■ AIM OF THE EXERCISE ■
Your answer must be the full set of entries, reproduced exactly.

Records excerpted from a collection
============================================================
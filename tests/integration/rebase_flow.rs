use rebase_orchestrator::{CallOrigin, Error as OrchestratorError};
use soroban_sdk::{symbol_short, testutils::Events, IntoVal, TryFromVal, Val, Vec};
use supply_policy::{Error as PolicyError, RebaseRecord};

use super::{harness, BASE_INDEX};
use crate::deploy::{INITIAL_SUPPLY, REBASE_INTERVAL_SEC, REBASE_WINDOW_LENGTH_SEC};

#[test]
fn test_deploy_links_components() {
    let h = harness();
    let p = &h.protocol;
    assert_eq!(p.ledger.monetary_policy(), Some(p.policy.address.clone()));
    assert_eq!(p.policy.orchestrator(), Some(p.orchestrator.address.clone()));
    assert_eq!(p.policy.market_oracle(), Some(p.market_oracle.address.clone()));
    assert_eq!(p.policy.index_oracle(), Some(p.index_oracle.address.clone()));
    assert_eq!(p.orchestrator.policy(), p.policy.address);
    assert_eq!(p.policy.config().base_index_value, BASE_INDEX);
    assert_eq!(p.policy.config().rebase_lag, 10);
    assert_eq!(p.policy.timing().rebase_window_offset_sec, 0);
    assert_eq!(p.market_oracle.providers_size(), 1);
    assert_eq!(p.index_oracle.provider_at(&0), p.provider);
    assert_eq!(p.ledger.total_supply(), INITIAL_SUPPLY);
}

#[test]
fn test_ledger_and_policy_share_supply_ceiling() {
    assert_eq!(elastic_ledger::MAX_SUPPLY, supply_policy::MAX_SUPPLY);
}

#[test]
fn test_full_rebase_cycle_expands_supply() {
    let h = harness();
    let p = &h.protocol;
    h.push_reports(13_000_000, BASE_INDEX);

    let open = h.next_window_open();
    h.set_time(open + 5);
    assert!(p.policy.in_rebase_window());
    assert_eq!(p.orchestrator.rebase(&h.scheduler, &CallOrigin::External), 0);

    // 30% above target, damped by a lag of 10
    let expected_delta = INITIAL_SUPPLY * 3 / 100;
    assert_eq!(p.ledger.total_supply(), INITIAL_SUPPLY + expected_delta);
    assert_eq!(p.policy.epoch(), 1);
    assert_eq!(p.policy.last_rebase_timestamp_sec(), open);

    let rebase_topics: Vec<Val> = ("POLICY", symbol_short!("REBASE")).into_val(&h.env);
    let (_, _, data) = h
        .env
        .events()
        .all()
        .iter()
        .find(|(contract, topics, _)| {
            *contract == p.policy.address && *topics == rebase_topics
        })
        .unwrap();
    let record = RebaseRecord::try_from_val(&h.env, &data).unwrap();
    assert_eq!(record.epoch, 1);
    assert_eq!(record.exchange_rate, 13_000_000);
    assert_eq!(record.index_value, BASE_INDEX);
    assert_eq!(record.requested_supply_adjustment, expected_delta);
    assert_eq!(record.timestamp_sec, open + 5);
}

#[test]
fn test_full_rebase_cycle_contracts_supply() {
    let h = harness();
    let p = &h.protocol;
    h.push_reports(7_000_000, BASE_INDEX);
    h.set_time(h.next_window_open() + 5);

    p.orchestrator.rebase(&h.scheduler, &CallOrigin::External);
    assert_eq!(
        p.ledger.total_supply(),
        INITIAL_SUPPLY - INITIAL_SUPPLY * 3 / 100
    );
}

#[test]
fn test_rate_inside_deviation_band_keeps_supply() {
    let h = harness();
    let p = &h.protocol;
    h.push_reports(10_400_000, BASE_INDEX);
    h.set_time(h.next_window_open() + 5);

    p.orchestrator.rebase(&h.scheduler, &CallOrigin::External);
    assert_eq!(p.ledger.total_supply(), INITIAL_SUPPLY);
    assert_eq!(p.policy.epoch(), 1);
}

#[test]
fn test_rebase_window_boundaries() {
    let h = harness();
    let p = &h.protocol;
    h.push_reports(13_000_000, BASE_INDEX);
    let open = h.next_window_open();

    h.set_time(open - 5);
    assert!(!p.policy.in_rebase_window());
    assert_eq!(
        p.orchestrator
            .try_rebase(&h.scheduler, &CallOrigin::External),
        Err(Ok(OrchestratorError::PolicyRebaseFailed))
    );

    h.set_time(open + REBASE_WINDOW_LENGTH_SEC + 5);
    assert!(!p.policy.in_rebase_window());
    assert_eq!(
        p.orchestrator
            .try_rebase(&h.scheduler, &CallOrigin::External),
        Err(Ok(OrchestratorError::PolicyRebaseFailed))
    );

    h.set_time(open + REBASE_WINDOW_LENGTH_SEC - 5);
    p.orchestrator.rebase(&h.scheduler, &CallOrigin::External);
    assert_eq!(p.policy.last_rebase_timestamp_sec(), open);
}

#[test]
fn test_second_rebase_in_same_window_fails() {
    let h = harness();
    let p = &h.protocol;
    h.push_reports(13_000_000, BASE_INDEX);
    let open = h.next_window_open();

    h.set_time(open + 5);
    p.orchestrator.rebase(&h.scheduler, &CallOrigin::External);
    let supply = p.ledger.total_supply();

    h.set_time(open + 10);
    assert_eq!(
        p.orchestrator
            .try_rebase(&h.scheduler, &CallOrigin::External),
        Err(Ok(OrchestratorError::PolicyRebaseFailed))
    );
    assert_eq!(p.policy.epoch(), 1);
    assert_eq!(p.ledger.total_supply(), supply);

    // reports are still inside their expiration a day later
    h.set_time(open + REBASE_INTERVAL_SEC + 5);
    p.orchestrator.rebase(&h.scheduler, &CallOrigin::External);
    assert_eq!(p.policy.epoch(), 2);
    assert_eq!(p.policy.last_rebase_timestamp_sec(), open + REBASE_INTERVAL_SEC);
}

#[test]
fn test_fresh_reports_are_not_yet_trusted() {
    let h = harness();
    let p = &h.protocol;
    let open = h.next_window_open();

    // pushed 10 seconds before the window; report delay is an hour
    h.set_time(open - 10);
    h.push_reports(13_000_000, BASE_INDEX);
    h.set_time(open + 5);

    assert_eq!(p.market_oracle.get_data(), (0, false));
    assert_eq!(
        p.orchestrator
            .try_rebase(&h.scheduler, &CallOrigin::External),
        Err(Ok(OrchestratorError::PolicyRebaseFailed))
    );
    assert_eq!(p.policy.epoch(), 0);
}

#[test]
fn test_policy_rejects_direct_callers() {
    let h = harness();
    let p = &h.protocol;
    h.push_reports(13_000_000, BASE_INDEX);
    h.set_time(h.next_window_open() + 5);

    assert_eq!(
        p.policy.try_rebase(&h.scheduler),
        Err(Ok(PolicyError::AccessDenied))
    );
    assert_eq!(
        p.orchestrator.try_rebase(&h.scheduler, &CallOrigin::Nested),
        Err(Ok(OrchestratorError::ContractCallerRejected))
    );
    assert_eq!(p.ledger.total_supply(), INITIAL_SUPPLY);
}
============================================================
■ FINISHED TASK ■
filename tests/integration/rebase_flow.rs
use rebase_orchestrator::{CallOrigin, Error as OrchestratorError};
use soroban_sdk::{symbol_short, testutils::Events, IntoVal, TryFromVal, Val, Vec};
use supply_policy::{Error as PolicyError, RebaseRecord};

use super::{harness, BASE_INDEX};
use crate::deploy::{INITIAL_SUPPLY, REBASE_INTERVAL_SEC, REBASE_WINDOW_LENGTH_SEC};

#[test]
fn test_deploy_links_components() {
    let h = harness();
    let p = &h.protocol;
    assert_eq!(p.ledger.monetary_policy(), Some(p.policy.address.clone()));
    assert_eq!(p.policy.orchestrator(), Some(p.orchestrator.address.clone()));
    assert_eq!(p.policy.market_oracle(), Some(p.market_oracle.address.clone()));
    assert_eq!(p.policy.index_oracle(), Some(p.index_oracle.address.clone()));
    assert_eq!(p.orchestrator.policy(), p.policy.address);
    assert_eq!(p.policy.config().base_index_value, BASE_INDEX);
    assert_eq!(p.policy.config().rebase_lag, 10);
    assert_eq!(p.policy.timing().rebase_window_offset_sec, 0);
    assert_eq!(p.market_oracle.providers_size(), 1);
    assert_eq!(p.index_oracle.provider_at(&0), p.provider);
    assert_eq!(p.ledger.total_supply(), INITIAL_SUPPLY);
}

#[test]
fn test_ledger_and_policy_share_supply_ceiling() {
    assert_eq!(elastic_ledger::MAX_SUPPLY, supply_policy::MAX_SUPPLY);
}

#[test]
fn test_full_rebase_cycle_expands_supply() {
    let h = harness();
    let p = &h.protocol;
    h.push_reports(13_000_000, BASE_INDEX);

    let open = h.next_window_open();
    h.set_time(open + 5);
    assert!(p.policy.in_rebase_window());
    assert_eq!(p.orchestrator.rebase(&h.scheduler, &CallOrigin::External), 0);

    // 30% above target, damped by a lag of 10
    let expected_delta = INITIAL_SUPPLY * 3 / 100;
    assert_eq!(p.ledger.total_supply(), INITIAL_SUPPLY + expected_delta);
    assert_eq!(p.policy.epoch(), 1);
    assert_eq!(p.policy.last_rebase_timestamp_sec(), open);

    let rebase_topics: Vec<Val> = ("POLICY", symbol_short!("REBASE")).into_val(&h.env);
    let (_, _, data) = h
        .env
        .events()
        .all()
        .iter()
        .find(|(contract, topics, _)| {
            *contract == p.policy.address && *topics == rebase_topics
        })
        .unwrap();
    let record = RebaseRecord::try_from_val(&h.env, &data).unwrap();
    assert_eq!(record.epoch, 1);
    assert_eq!(record.exchange_rate, 13_000_000);
    assert_eq!(record.index_value, BASE_INDEX);
    assert_eq!(record.requested_supply_adjustment, expected_delta);
    assert_eq!(record.timestamp_sec, open + 5);
}

#[test]
fn test_full_rebase_cycle_contracts_supply() {
    let h = harness();
    let p = &h.protocol;
    h.push_reports(7_000_000, BASE_INDEX);
    h.set_time(h.next_window_open() + 5);

    p.orchestrator.rebase(&h.scheduler, &CallOrigin::External);
    assert_eq!(
        p.ledger.total_supply(),
        INITIAL_SUPPLY - INITIAL_SUPPLY * 3 / 100
    );
}

#[test]
fn test_rate_inside_deviation_band_keeps_supply() {
    let h = harness();
    let p = &h.protocol;
    h.push_reports(10_400_000, BASE_INDEX);
    h.set_time(h.next_window_open() + 5);

    p.orchestrator.rebase(&h.scheduler, &CallOrigin::External);
    assert_eq!(p.ledger.total_supply(), INITIAL_SUPPLY);
    assert_eq!(p.policy.epoch(), 1);
}

#[test]
fn test_rebase_window_boundaries() {
    let h = harness();
    let p = &h.protocol;
    h.push_reports(13_000_000, BASE_INDEX);
    let open = h.next_window_open();

    h.set_time(open - 5);
    assert!(!p.policy.in_rebase_window());
    assert_eq!(
        p.orchestrator
            .try_rebase(&h.scheduler, &CallOrigin::External),
        Err(Ok(OrchestratorError::PolicyRebaseFailed))
    );

    h.set_time(open + REBASE_WINDOW_LENGTH_SEC + 5);
    assert!(!p.policy.in_rebase_window());
    assert_eq!(
        p.orchestrator
            .try_rebase(&h.scheduler, &CallOrigin::External),
        Err(Ok(OrchestratorError::PolicyRebaseFailed))
    );

    h.set_time(open + REBASE_WINDOW_LENGTH_SEC - 5);
    p.orchestrator.rebase(&h.scheduler, &CallOrigin::External);
    assert_eq!(p.policy.last_rebase_timestamp_sec(), open);
}

#[test]
fn test_second_rebase_in_same_window_fails() {
    let h = harness();
    let p = &h.protocol;
    h.push_reports(13_000_000, BASE_INDEX);
    let open = h.next_window_open();

    h.set_time(open + 5);
    p.orchestrator.rebase(&h.scheduler, &CallOrigin::External);
    let supply = p.ledger.total_supply();

    h.set_time(open + 10);
    assert_eq!(
        p.orchestrator
            .try_rebase(&h.scheduler, &CallOrigin::External),
        Err(Ok(OrchestratorError::PolicyRebaseFailed))
    );
    assert_eq!(p.policy.epoch(), 1);
    assert_eq!(p.ledger.total_supply(), supply);

    // reports are still inside their expiration a day later
    h.set_time(open + REBASE_INTERVAL_SEC + 5);
    p.orchestrator.rebase(&h.scheduler, &CallOrigin::External);
    assert_eq!(p.policy.epoch(), 2);
    assert_eq!(p.policy.last_rebase_timestamp_sec(), open + REBASE_INTERVAL_SEC);
}

#[test]
fn test_fresh_reports_are_not_yet_trusted() {
    let h = harness();
    let p = &h.protocol;
    let open = h.next_window_open();

    // pushed 10 seconds before the window; report delay is an hour
    h.set_time(open - 10);
    h.push_reports(13_000_000, BASE_INDEX);
    h.set_time(open + 5);

    assert_eq!(p.market_oracle.get_data(), (0, false));
    assert_eq!(
        p.orchestrator
            .try_rebase(&h.scheduler, &CallOrigin::External),
        Err(Ok(OrchestratorError::PolicyRebaseFailed))
    );
    assert_eq!(p.policy.epoch(), 0);
}

#[test]
fn test_policy_rejects_direct_callers() {
    let h = harness();
    let p = &h.protocol;
    h.push_reports(13_000_000, BASE_INDEX);
    h.set_time(h.next_window_open() + 5);

    assert_eq!(
        p.policy.try_rebase(&h.scheduler),
        Err(Ok(PolicyError::AccessDenied))
    );
    assert_eq!(
        p.orchestrator.try_rebase(&h.scheduler, &CallOrigin::Nested),
        Err(Ok(OrchestratorError::ContractCallerRejected))
    );
    assert_eq!(p.ledger.total_supply(), INITIAL_SUPPLY);
}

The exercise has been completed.